*Your task*
In the data that follows, find each line containing "items" and copy it.

....

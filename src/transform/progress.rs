use std::sync::atomic::{AtomicU64, Ordering};
use std::sync::{Arc, Mutex};
use std::time::{Duration, Instant};

use async_trait::async_trait;
use tokio::sync::mpsc::{Receiver, Sender};

use crate::error::Result;
use crate::pipeline::context::StageContext;
use crate::pipeline::pipe::{forward, Flow, Pipe};

/// Point-in-time counters of a [`ProgressPipe`].
#[derive(Debug, Clone, Copy, PartialEq)]
pub struct ProgressStats {
    pub processed: u64,
    pub elapsed: Duration,
    pub per_second: f64,
}

#[derive(Default)]
struct Counters {
    processed: AtomicU64,
    started: Mutex<Option<Instant>>,
    finished: Mutex<Option<Instant>>,
}

/// Read side of a [`ProgressPipe`], usable while and after it runs.
#[derive(Clone, Default)]
pub struct ProgressHandle {
    counters: Arc<Counters>,
}

impl ProgressHandle {
    pub fn snapshot(&self) -> ProgressStats {
        let processed = self.counters.processed.load(Ordering::Relaxed);
        let started = read_instant(&self.counters.started);
        let finished = read_instant(&self.counters.finished);
        let elapsed = match (started, finished) {
            (Some(s), Some(f)) => f.saturating_duration_since(s),
            (Some(s), None) => s.elapsed(),
            _ => Duration::ZERO,
        };
        let secs = elapsed.as_secs_f64();
        ProgressStats {
            processed,
            elapsed,
            per_second: if secs > 0.0 { processed as f64 / secs } else { 0.0 },
        }
    }

    fn start(&self) {
        write_instant(&self.counters.started, Instant::now());
    }

    fn finish(&self) {
        write_instant(&self.counters.finished, Instant::now());
    }

    fn bump(&self) -> u64 {
        self.counters.processed.fetch_add(1, Ordering::Relaxed) + 1
    }
}

fn read_instant(slot: &Mutex<Option<Instant>>) -> Option<Instant> {
    match slot.lock() {
        Ok(guard) => *guard,
        Err(poisoned) => *poisoned.into_inner(),
    }
}

fn write_instant(slot: &Mutex<Option<Instant>>, at: Instant) {
    match slot.lock() {
        Ok(mut guard) => *guard = Some(at),
        Err(poisoned) => *poisoned.into_inner() = Some(at),
    }
}

/// Pass-through stage that counts items and logs throughput every
/// `log_every` items and once at the end.
pub struct ProgressPipe {
    metric: &'static str,
    log_every: u64,
    handle: ProgressHandle,
}

impl ProgressPipe {
    pub fn new(metric: &'static str) -> Self {
        Self {
            metric,
            log_every: 1000,
            handle: ProgressHandle::default(),
        }
    }

    /// `0` disables the periodic lines; the final summary is always logged.
    pub fn log_every(mut self, n: u64) -> Self {
        self.log_every = n;
        self
    }

    pub fn handle(&self) -> ProgressHandle {
        self.handle.clone()
    }

    fn log(&self, event: &'static str) {
        let stats = self.handle.snapshot();
        tracing::info!(
            event = event,
            metric = self.metric,
            processed = stats.processed,
            elapsed_ms = stats.elapsed.as_millis() as u64,
            per_second = stats.per_second,
            "{}",
            event
        );
    }
}

#[async_trait]
impl<T> Pipe<T, T> for ProgressPipe
where
    T: Send + 'static,
{
    fn stage_name(&self) -> &'static str {
        "progress"
    }

    async fn process(
        &self,
        mut input: Receiver<T>,
        output: Sender<T>,
        ctx: StageContext,
    ) -> Result<()> {
        self.handle.start();
        loop {
            tokio::select! {
                _ = ctx.cancel().cancelled() => break,
                msg = input.recv() => {
                    let Some(v) = msg else { break; };
                    let n = self.handle.bump();
                    if self.log_every > 0 && n % self.log_every == 0 {
                        self.log("flowline.progress");
                    }
                    if forward("progress", &output, v).await == Flow::Stop {
                        break;
                    }
                }
            }
        }
        self.handle.finish();
        self.log("flowline.progress.final");
        Ok(())
    }
}
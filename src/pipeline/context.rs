use crate::pipeline::cancel::CancelToken;
use crate::pipeline::close::CloseProtocol;
use crate::pipeline::config::StageConfig;
use crate::pipeline::pipe::Capabilities;

/// Everything a stage gets from the driver besides its channels.
#[derive(Clone)]
pub struct StageContext {
    buffer: usize,
    cancel: CancelToken,
    config: StageConfig,
    close: Option<CloseProtocol>,
}

impl StageContext {
    pub(crate) fn new(
        buffer: usize,
        cancel: CancelToken,
        config: StageConfig,
        close: CloseProtocol,
    ) -> Self {
        Self {
            buffer: buffer.max(1),
            cancel,
            config,
            close: Some(close),
        }
    }

    /// A context with no driver behind it, for running a stage by hand.
    pub fn detached(buffer: usize) -> Self {
        Self {
            buffer: buffer.max(1),
            cancel: CancelToken::default(),
            config: StageConfig::default(),
            close: None,
        }
    }

    pub fn buffer(&self) -> usize {
        self.buffer
    }

    pub fn buffer_for(&self, stage: &'static str) -> usize {
        self.config.buffer_for(stage, self.buffer)
    }

    pub fn concurrency_for(&self, stage: &'static str, own: usize) -> usize {
        self.config.concurrency_for(stage, own)
    }

    pub fn cancel(&self) -> &CancelToken {
        &self.cancel
    }

    /// The close protocol, present only for stages that declared a
    /// capability needing it.
    pub fn close(&self) -> Option<&CloseProtocol> {
        self.close.as_ref()
    }

    /// Context as seen by a child stage with the given capabilities.
    pub(crate) fn scoped(&self, capabilities: Capabilities) -> Self {
        Self {
            buffer: self.buffer,
            cancel: self.cancel.clone(),
            config: self.config.clone(),
            close: if capabilities.wants_close() {
                self.close.clone()
            } else {
                None
            },
        }
    }
}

....

*Solution to the problem*
/// Pass-through stage that counts items and logs throughput every
/// `log_every` items and once at the end.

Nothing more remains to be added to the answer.